Over the years, I’ve become less patient with the stridency of the FOSS movement, or at least some of the more pedantic wings of it. It is certainly not my place to tell anyone that they should buy or not buy any kind of software. However, the repeated assertions by members of the FOSS movement that proprietary software is somehow dirty or a corruption of principles has begun to stick in my craw.

There are plenty of places where FOSS makes all the sense in the world, and those are the places that FOSS has succeeded. No one uses a closed source compiler anymore, Eclipse is one of the leading IDEs for many languages, and Linux is a dominant player in embedded operating systems. All these cases succeeded because, largely, the software is secondary to the main business of the companies using it (the major exception being Linux vendors who contribute to the kernel, but they have a fairly unique business model.)

Where FOSS breaks down pretty quickly is when the software is not a widely desired tool used by the developer community.
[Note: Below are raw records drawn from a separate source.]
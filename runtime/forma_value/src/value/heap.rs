//! Shared, immutable heap storage for values.

use std::fmt;
use std::ops::Deref;
use std::sync::Arc;

/// Reference-counted storage for the heap payload of a `Value`.
///
/// The constructor is `pub(super)`: heap values are created only through the
/// `Value::` factory methods, so sharing is always by `Arc` and a payload is
/// never mutated while another handle can see it.
#[derive(Clone, PartialEq)]
pub struct Heap<T>(Arc<T>);

impl<T> Heap<T> {
    pub(super) fn new(value: T) -> Self {
        Heap(Arc::new(value))
    }

    /// Mutable access for copy-on-write updates: clones the payload first
    /// if another handle shares it.
    pub(super) fn make_mut(&mut self) -> &mut T
    where
        T: Clone,
    {
        Arc::make_mut(&mut self.0)
    }

    /// Whether two handles share one allocation.
    pub fn ptr_eq(this: &Self, other: &Self) -> bool {
        Arc::ptr_eq(&this.0, &other.0)
    }
}

impl<T> Deref for Heap<T> {
    type Target = T;

    #[inline]
    fn deref(&self) -> &T {
        &self.0
    }
}

impl<T> AsRef<T> for Heap<T> {
    fn as_ref(&self) -> &T {
        &self.0
    }
}

impl<T: fmt::Debug> fmt::Debug for Heap<T> {
    fn fmt(&self, f: &mut fmt::Formatter<'_>) -> fmt::Result {
        self.0.fmt(f)
    }
}
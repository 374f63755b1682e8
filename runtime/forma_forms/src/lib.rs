#![deny(clippy::arithmetic_side_effects)]
//! Forma Forms - the special forms of the forma runtime.
//!
//! This crate provides one engine per special form, all built on the
//! matching facade in `forma_patterns`:
//! - `case` and `cond` (dispatch)
//! - `for` comprehensions over generators into a collectable (`comprehend`)
//! - `try` with rescue/catch/else/after (`Try`)
//! - `with` binding pipelines (`With`)
//! - selective `receive` over a mailbox (`Receive`, `Mailbox`)
//!
//! # Failures
//!
//! Every engine returns `FormResult`. Failures raised by user handlers
//! propagate unchanged; the engines raise their own failures only through
//! the `forma_value` factory functions.
//!
//! # Tracing
//!
//! Engines emit `tracing` events at `trace`/`debug` level. Call
//! [`init_tracing`] and set `RUST_LOG=forma_forms=debug` to see them.

mod binding;
mod collectable;
mod comprehension;
mod dispatch;
mod exception;
mod mailbox;
mod receive;

pub use binding::With;
pub use collectable::{Collect, Collectable, StepFn, ValueCollectable};
pub use comprehension::{comprehend, ForExpr, Generator};
pub use dispatch::{case, cond, CondClause, Condition};
pub use exception::Try;
pub use mailbox::{Mailbox, MailboxSender};
pub use receive::{receive, Receive, Timeout};

use std::sync::Once;

static TRACING_INIT: Once = Once::new();

/// Install a `tracing` subscriber for the engines' spans and events.
///
/// Does nothing unless `RUST_LOG` holds a valid filter, for example
/// `RUST_LOG=forma_forms=debug`. Only the first call can install the
/// subscriber; later calls return immediately.
pub fn init_tracing() {
    TRACING_INIT.call_once(|| {
        use tracing_subscriber::{fmt, prelude::*, EnvFilter};

        let Ok(filter) = EnvFilter::try_from_default_env() else {
            return;
        };
        tracing_subscriber::registry()
            .with(fmt::layer().with_target(true).with_level(true))
            .with(filter)
            .init();
    });
}
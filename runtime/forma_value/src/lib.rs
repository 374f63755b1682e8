#![deny(clippy::arithmetic_side_effects)]
//! Forma Value - runtime values for the forma special-forms runtime.
//!
//! This crate provides:
//! - Immutable runtime values (`Value`, `Heap`, `MapKey`) that patterns match against
//! - Interned atoms (`Atom`)
//! - Failure types (`Failure`, `FailureKind`, `FailureWithReason`, `FormResult`)
//! - Named property lookup (`call_property`)
//!
//! # Value Types
//!
//! All heap allocations go through `Value::` factory methods; `Heap<T>`
//! enforces this invariant and makes every value cheap to clone and safe to
//! send to another thread's mailbox.

mod atom;
mod errors;
mod property;
mod value;

pub use atom::Atom;
pub use errors::{
    Failure, FailureKind, FailureWithReason, FormResult, RaiseKind, REASON_KEY,
};
pub use property::call_property;
pub use value::{Heap, MapKey, Value};

// Re-export failure constructors for use by other crates
pub use errors::{
    // Dispatch
    bad_match,
    // User raised
    exit,
    // Collector protocol
    invalid_collect_element,
    // Mailbox
    mailbox_closed,
    no_clause_match,
    no_condition_true,
    // Exception combinator
    no_match_in_else,
    not_collectable,
    // Property access
    property_not_found,
    raise,
    throw,
};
Much as you can quickly get to the Wikipedia philosophy page by repeated clicking on the first link of articles, you can quickly get to the requirement for a utopian society once you start following the line of assumptions needed to make consumer-level FOSS work.

The typical line of thought runs like this: Let’s say we’re talking about some truly boring, intricate, detail-laden piece of software, such as something to transmit dental billing records to insurers (this type of stuff is going to be required under the new health care laws.) Clearly, people don’t write these things for kicks, and your typical open-source developer is unlikely to be either a dentist, or a dental billing specialist.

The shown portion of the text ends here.